Sunday, August 28, 2005
Friday, August 19, 2005
Truly Madly Deeply
I admit it. I shout it from the rooftops. I love Coldplay. This remains true no matter how many of my friends roll their eyes in response to this hitherto well-concealed fact. What can I say? I've seen some amazing concerts: Prince (on the Purple Rain tour, no less), the Pixies, Moby, Throwing Muses, Bob Dylan (whom I stalked through the streets of Toulouse, France), James (with Radiohead as the opening act), the Smiths, the Pogues, etc. Coldplay are easily one of the best live acts I've ever seen. Who knew?
Meanwhile my friends propose worthy gigs like the world's foremost Colombian classical flamenco guitarist or a transvestite refugee who plays operatic hymns on the noseflute or various rock groups they consider more authentic (read: bands that flaunt their lack of success as if success were inversely proportional to talent). I don't want worthy. Music is not wheat germ, it's not grad school, it's not public service. I want to lose my mind with enthusiasm. I don't take drugs, I take music instead. Coldplay songs take flight and take me with them. And Chris Martin, in addition to being a bit of alright (several bits, actually) if you like tall skinny smart funny pale sensitive articulate dudes--and I like nothing more!--Mr. Martin, anyway, exuded so much in the way of warmth and good spirits that if I could've recharged my phone batteries off him, they would've lasted until Christmas at least.

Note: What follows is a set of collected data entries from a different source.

//! Loading the process-wide dispatcher.
//!
//! One test only: the dispatcher is process-global and every test in this
//! binary would share it.

use std::sync::{Arc, Barrier, mpsc};
use std::time::Duration;

use courier::{Courier, LoadState, Method, Resource};
use wiremock::matchers::{method, path};
use wiremock::{Mock, MockServer, ResponseTemplate};

#[test]
fn concurrent_first_loads_converge_on_one_instance() {
    let dir = tempfile::tempdir().unwrap();
    assert_eq!(Courier::state(), LoadState::Unloaded);

    let barrier = Arc::new(Barrier::new(8));
    let handles: Vec<_> = (0..8)
        .map(|i| {
            let barrier = barrier.clone();
            let cache_dir = dir.path().to_path_buf();
            std::thread::spawn(move || {
                barrier.wait();
                Courier::builder()
                    .app_name(format!("Racer{i}"))
                    .cache_dir(cache_dir)
                    .worker_threads(1)
                    .load()
                    .unwrap()
            })
        })
        .collect();
    let loaded: Vec<_> = handles.into_iter().map(|h| h.join().unwrap()).collect();

    for dispatcher in &loaded[1..] {
        assert!(Arc::ptr_eq(&loaded[0], dispatcher));
    }
    assert_eq!(Courier::state(), LoadState::Loaded);
    assert!(Arc::ptr_eq(&Courier::instance().unwrap(), &loaded[0]));

    let user_agent = Courier::user_agent();
    assert!(user_agent.starts_with("Racer"), "{user_agent}");
    assert_eq!(user_agent, loaded[0].user_agent());

    // later loads ignore their configuration
    let again = Courier::builder().app_name("Latecomer").load().unwrap();
    assert!(Arc::ptr_eq(&again, &loaded[0]));
    assert_eq!(Courier::user_agent(), user_agent);
    assert!(Arc::ptr_eq(&Courier::load().unwrap(), &loaded[0]));

    // and the loaded instance serves requests
    let runtime = tokio::runtime::Runtime::new().unwrap();
    let _guard = runtime.enter();
    let server = runtime.block_on(async {
        let server = MockServer::start().await;
        Mock::given(method("GET"))
            .and(path("/status"))
            .respond_with(ResponseTemplate::new(200).set_body_string("up"))
            .mount(&server)
            .await;
        server
    });
    let resource = Resource::text(format!("{}/status", server.uri()));
    let (tx, rx) = mpsc::channel();
    let tx_err = tx.clone();
    Courier::fire(
        Method::GET,
        &resource,
        None,
        move |body| tx.send(Ok(body)).unwrap(),
        move |e| tx_err.send(Err(e)).unwrap(),
    )
    .unwrap();
    let body = rx.recv_timeout(Duration::from_secs(10)).unwrap().unwrap();
    assert_eq!(body, "up");
}
//! Builder for configuring dispatchers

use std::path::PathBuf;
use std::sync::Arc;
use std::time::Duration;

use tracing::{info, warn};

use super::pipeline::Shared;
use super::pool::{DEFAULT_WORKER_THREADS, WorkerPool};
use super::{Dispatcher, singleton};
use crate::cache::disk::DEFAULT_DISK_BUDGET;
use crate::cache::image::DEFAULT_IMAGE_BUDGET;
use crate::cache::{DiskCache, ImageCache, NoCache, ResponseStore};
use crate::delivery::{Delivery, SerialDelivery};
use crate::identity::{self, DEFAULT_APP_NAME, IdentityProvider, SystemIdentity};
use crate::transport::{ReqwestTransport, Transport};
use crate::Result;

/// Default timeout applied by the built-in transport.
pub const DEFAULT_REQUEST_TIMEOUT: Duration = Duration::from_secs(30);

/// Everything a dispatcher is created from.
///
/// ```rust
/// # use courier::DispatcherConfig;
/// let config = DispatcherConfig::new()
///     .app_name("Shop")
///     .disk_cache_budget(50 * 1024 * 1024)
///     .worker_threads(2);
/// assert_eq!(config.worker_threads, 2);
/// ```
#[derive(Clone)]
pub struct DispatcherConfig {
    /// Application name at the start of the user agent. Default: `"Courier"`.
    pub app_name: String,
    /// Source of version and device descriptors. Default: [`SystemIdentity`].
    pub identity: Arc<dyn IdentityProvider>,
    /// Response cache directory. Default: `<system cache dir>/courier/responses`.
    pub cache_dir: PathBuf,
    /// Response cache size in bytes. Default: 300 MiB.
    pub disk_cache_budget: u64,
    /// Decoded image cache size in bytes. Default: 64 MiB.
    pub image_cache_budget: u64,
    /// Worker pool size. Default: 4.
    pub worker_threads: usize,
    /// Timeout for the built-in transport. Default: 30 s.
    pub request_timeout: Duration,
    /// Replaces the built-in reqwest transport.
    pub transport: Option<Arc<dyn Transport>>,
    /// Where callbacks run. Default: [`SerialDelivery`].
    pub delivery: Option<Arc<dyn Delivery>>,
    /// Replaces the disk cache.
    pub response_store: Option<Arc<dyn ResponseStore>>,
}

impl Default for DispatcherConfig {
    fn default() -> Self {
        Self {
            app_name: DEFAULT_APP_NAME.to_string(),
            identity: Arc::new(SystemIdentity::new()),
            cache_dir: default_cache_dir(),
            disk_cache_budget: DEFAULT_DISK_BUDGET,
            image_cache_budget: DEFAULT_IMAGE_BUDGET,
            worker_threads: DEFAULT_WORKER_THREADS,
            request_timeout: DEFAULT_REQUEST_TIMEOUT,
            transport: None,
            delivery: None,
            response_store: None,
        }
    }
}

impl DispatcherConfig {
    pub fn new() -> Self {
        Self::default()
    }

    pub fn app_name(mut self, name: impl Into<String>) -> Self {
        self.app_name = name.into();
        self
    }

    pub fn identity(mut self, provider: impl IdentityProvider + 'static) -> Self {
        self.identity = Arc::new(provider);
        self
    }

    pub fn cache_dir(mut self, dir: impl Into<PathBuf>) -> Self {
        self.cache_dir = dir.into();
        self
    }

    pub fn disk_cache_budget(mut self, bytes: u64) -> Self {
        self.disk_cache_budget = bytes;
        self
    }

    pub fn image_cache_budget(mut self, bytes: u64) -> Self {
        self.image_cache_budget = bytes;
        self
    }

    pub fn worker_threads(mut self, threads: usize) -> Self {
        self.worker_threads = threads;
        self
    }

    pub fn request_timeout(mut self, timeout: Duration) -> Self {
        self.request_timeout = timeout;
        self
    }
}

impl std::fmt::Debug for DispatcherConfig {
    fn fmt(&self, f: &mut std::fmt::Formatter<'_>) -> std::fmt::Result {
        f.debug_struct("DispatcherConfig")
            .field("app_name", &self.app_name)
            .field("cache_dir", &self.cache_dir)
            .field("disk_cache_budget", &self.disk_cache_budget)
            .field("image_cache_budget", &self.image_cache_budget)
            .field("worker_threads", &self.worker_threads)
            .field("request_timeout", &self.request_timeout)
            .field("custom_transport", &self.transport.is_some())
            .field("custom_delivery", &self.delivery.is_some())
            .field("custom_store", &self.response_store.is_some())
            .finish_non_exhaustive()
    }
}

fn default_cache_dir() -> PathBuf {
    dirs::cache_dir()
        .unwrap_or_else(|| PathBuf::from(".cache"))
        .join("courier")
        .join("responses")
}

/// Builder for configuring dispatchers.
///
/// [`load`](Self::load) installs the process-wide dispatcher used by
/// [`Courier`](crate::Courier); [`build`](Self::build) creates an
/// independent one.
#[derive(Debug, Clone, Default)]
pub struct CourierBuilder {
    config: DispatcherConfig,
}

impl CourierBuilder {
    pub fn new() -> Self {
        Self::default()
    }

    /// Start from an existing configuration.
    pub fn from_config(config: DispatcherConfig) -> Self {
        Self { config }
    }

    /// Application name used in the user agent.
    pub fn app_name(mut self, name: impl Into<String>) -> Self {
        self.config.app_name = name.into();
        self
    }

    /// Provider of the version and device descriptors in the user agent.
    pub fn identity(mut self, provider: impl IdentityProvider + 'static) -> Self {
        self.config.identity = Arc::new(provider);
        self
    }

    /// Directory for the persistent response cache.
    pub fn cache_dir(mut self, dir: impl Into<PathBuf>) -> Self {
        self.config.cache_dir = dir.into();
        self
    }

    /// Byte budget of the persistent response cache.
    pub fn disk_cache_budget(mut self, bytes: u64) -> Self {
        self.config.disk_cache_budget = bytes;
        self
    }

    /// Byte budget of the decoded image cache.
    pub fn image_cache_budget(mut self, bytes: u64) -> Self {
        self.config.image_cache_budget = bytes;
        self
    }

    /// Number of worker threads.
    pub fn worker_threads(mut self, threads: usize) -> Self {
        self.config.worker_threads = threads;
        self
    }

    /// Timeout for the built-in transport.
    pub fn request_timeout(mut self, timeout: Duration) -> Self {
        self.config.request_timeout = timeout;
        self
    }

    /// Use a custom transport.
    pub fn transport(mut self, transport: impl Transport + 'static) -> Self {
        self.config.transport = Some(Arc::new(transport));
        self
    }

    /// Run callbacks through a custom delivery.
    pub fn delivery(mut self, delivery: Arc<dyn Delivery>) -> Self {
        self.config.delivery = Some(delivery);
        self
    }

    /// Store responses somewhere other than the disk cache.
    pub fn response_store(mut self, store: Arc<dyn ResponseStore>) -> Self {
        self.config.response_store = Some(store);
        self
    }

    /// Keep nothing between requests.
    pub fn disable_response_cache(self) -> Self {
        self.response_store(Arc::new(NoCache))
    }

    pub fn config(&self) -> &DispatcherConfig {
        &self.config
    }

    /// Create an independent dispatcher.
    ///
    /// Fails if any component cannot be created as configured.
    pub fn build(self) -> Result<Dispatcher> {
        assemble(self.config, false)
    }

    /// Install the process-wide dispatcher, or return the one already
    /// installed (this builder is then ignored).
    ///
    /// Unlike [`build`](Self::build), an unusable cache directory or a zero
    /// thread count degrade instead of failing.
    pub fn load(self) -> Result<Arc<Dispatcher>> {
        singleton::load_with(self)
    }

    pub(crate) fn into_config(self) -> DispatcherConfig {
        self.config
    }
}

/// Create a dispatcher. `lenient` degrades recoverable misconfiguration.
pub(crate) fn assemble(config: DispatcherConfig, lenient: bool) -> Result<Dispatcher> {
    let threads = if lenient && config.worker_threads == 0 {
        warn!("worker_threads is 0, using 1");
        1
    } else {
        config.worker_threads
    };
    let pool = WorkerPool::new(threads)?;

    let cache: Arc<dyn ResponseStore> = match config.response_store {
        Some(store) => store,
        None => match DiskCache::open(&config.cache_dir, config.disk_cache_budget) {
            Ok(disk) => Arc::new(disk),
            Err(e) if lenient => {
                warn!(
                    dir = %config.cache_dir.display(),
                    error = %e,
                    "response cache unavailable, continuing without it"
                );
                Arc::new(NoCache)
            }
            Err(e) => return Err(e),
        },
    };

    let transport: Arc<dyn Transport> = match config.transport {
        Some(transport) => transport,
        None => Arc::new(ReqwestTransport::new(config.request_timeout)?),
    };
    let delivery = config
        .delivery
        .unwrap_or_else(|| Arc::new(SerialDelivery::new()));

    let (app_version, user_agent) = identity::resolve(config.identity.as_ref(), &config.app_name);
    info!(
        user_agent = %user_agent,
        workers = threads,
        disk_budget = config.disk_cache_budget,
        image_budget = config.image_cache_budget,
        "dispatcher ready"
    );

    let shared = Shared {
        cache,
        images: ImageCache::new(config.image_cache_budget),
        transport,
        delivery,
        user_agent,
        app_version,
        workers: pool.handle().clone(),
    };
    Ok(Dispatcher::from_parts(Arc::new(shared), pool))
}
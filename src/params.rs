//! Ordered string parameter map.
//!
//! One type serves as placeholder map, query map, and form-body map.
//! Insertion order is preserved because query strings are emitted in the
//! order the caller built them.

/// Ordered `key -> value` string map.
///
/// ```rust
/// # use courier::Params;
/// let params = Params::new().with("page", "2").with("sort", "name");
/// assert_eq!(params.get("page"), Some("2"));
/// ```
#[derive(Debug, Clone, Default, PartialEq, Eq)]
pub struct Params {
    entries: Vec<(String, String)>,
}

impl Params {
    pub fn new() -> Self {
        Self::default()
    }

    /// Insert a pair, builder style.
    pub fn with(mut self, key: impl Into<String>, value: impl Into<String>) -> Self {
        self.insert(key, value);
        self
    }

    /// Insert or replace a pair. A replaced key keeps its original position.
    pub fn insert(&mut self, key: impl Into<String>, value: impl Into<String>) {
        let key = key.into();
        let value = value.into();
        match self.entries.iter_mut().find(|(k, _)| *k == key) {
            Some(entry) => entry.1 = value,
            None => self.entries.push((key, value)),
        }
    }

    pub fn get(&self, key: &str) -> Option<&str> {
        self.entries
            .iter()
            .find(|(k, _)| k == key)
            .map(|(_, v)| v.as_str())
    }

    pub fn remove(&mut self, key: &str) -> Option<String> {
        let idx = self.entries.iter().position(|(k, _)| k == key)?;
        Some(self.entries.remove(idx).1)
    }

    pub fn iter(&self) -> impl Iterator<Item = (&str, &str)> {
        self.entries.iter().map(|(k, v)| (k.as_str(), v.as_str()))
    }

    pub fn len(&self) -> usize {
        self.entries.len()
    }

    pub fn is_empty(&self) -> bool {
        self.entries.is_empty()
    }
}

impl<K: Into<String>, V: Into<String>> FromIterator<(K, V)> for Params {
    fn from_iter<I: IntoIterator<Item = (K, V)>>(iter: I) -> Self {
        let mut params = Params::new();
        for (k, v) in iter {
            params.insert(k, v);
        }
        params
    }
}

impl<K: Into<String>, V: Into<String>, const N: usize> From<[(K, V); N]> for Params {
    fn from(pairs: [(K, V); N]) -> Self {
        pairs.into_iter().collect()
    }
}

#[cfg(test)]
mod tests {
    use super::*;

    #[test]
    fn preserves_insertion_order() {
        let params = Params::from([("b", "2"), ("a", "1"), ("c", "3")]);
        let keys: Vec<_> = params.iter().map(|(k, _)| k).collect();
        assert_eq!(keys, vec!["b", "a", "c"]);
    }

    #[test]
    fn replacing_keeps_position() {
        let mut params = Params::from([("a", "1"), ("b", "2")]);
        params.insert("a", "9");
        let pairs: Vec<_> = params.iter().collect();
        assert_eq!(pairs, vec![("a", "9"), ("b", "2")]);
    }

    #[test]
    fn remove_returns_value() {
        let mut params = Params::new().with("token", "abc");
        assert_eq!(params.remove("token"), Some("abc".to_string()));
        assert!(params.is_empty());
    }
}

I suppose it helped that our tickets were in the sixth row. This alone was amazing, but my objective at any gig is to get as close to the stage as possible. Or on it: being thrown off the stage is my specialty. At Coldplay, it turned out there was an orchestra pit between us and stage; it was heavily guarded by bouncers and everyone in it had day-glo wristbands to indicate that they had paid something like a mortgage payment to be there. (Note to self: bring spare day-glo wristbands next time I go to this venue). There were bouncers everywhere--the last time I saw that much security was at a John Kerry speech a week before the election. So, I ended up in the pit, at the center, with only two people between me and Chris Martin. What with Coldplay being the quote-unquote "biggest band in the world," this took two attempts (will being hauled out of orchestra pits become one of my sub-specialties?). The second attempt worked because I invested twenty minutes in watching the bouncers out of the corners of my eyes, waiting for the one microsecond in which none were looking in my direction to instantly execute a horizontal roll over a four-foot steel wall, like a marine under fire, and fall sideways into the pit onto various painful obstacles. Photos to follow, if they turn out.
Thursday, August 18, 2005
America, the Nincompoop
So a few years back, a friend of mine married this Irish guy: claddagh ring with emerald, Celtic music, bottles clanking cheers. Result: a child and the constant presence, outside working hours, in her lovely home and environs of a man cracking good jokes, beer in hand, clad generally in a Liverpool football jersey. This being America, the process of turning her Irishman from a conditional permanent resident into a full-on permanent resident moved at glacial pace. Then it screeched to a halt: omigod! Horrors! At some point back in the mists of time--Jurassic era?--in Ireland, her husband helped some friends steal a car. Not carjacking, just car theft. He was 19 at the time. Since then, his life path has been unblemished.
But this being America, we're sending him home. Out ya go, Paddy! Despite the fact you've done nothing wrong in the many years since that one youthful mistake, we view such mistakes as proof that you don't have the moral character we require of immigrants. We're a very moral country, y'know. We're the supermoral superpower. G.W. Bush can risk people's lives by driving drunk and we'll install him in the White House, but you, Paddy, are out of luck: when it comes to our immigration laws, we don't see much difference between someone who did one stupid thing in the 1980s and someone who's been raping strangers on a weekly basis since the day they got off the plane.
So anyway, she's going with him. Moving to Ireland. The only other option is for them to spend roughly $6000 for their lawyer to attempt to persuade the feds that his departure would represent an "extreme hardship." You would think that having two American citizens permanently deprived of their husband/father is a pretty extreme hardship, but no. That's just your everyday garden-variety deportation-related hardship, and family values be damned (as they generally are once an election is over). Spending $6000 for a very small chance of winning and a very large chance of having to up sticks and move to Ireland $6000 further in the hole is a risk they can't afford to take.
Of course, it's not like our immigration folks have more important things to do in this day and age. Great use of resources, guys! Next month, there will be a bonus for the USCIS official who initiates the most deportation proceedings against apolitical, gainfully employed European nationals with a single petty crime in their past: these people may be the greatest threat America has ever faced.
That's the latest from the Land of the Free and the Home of... ah, forget it.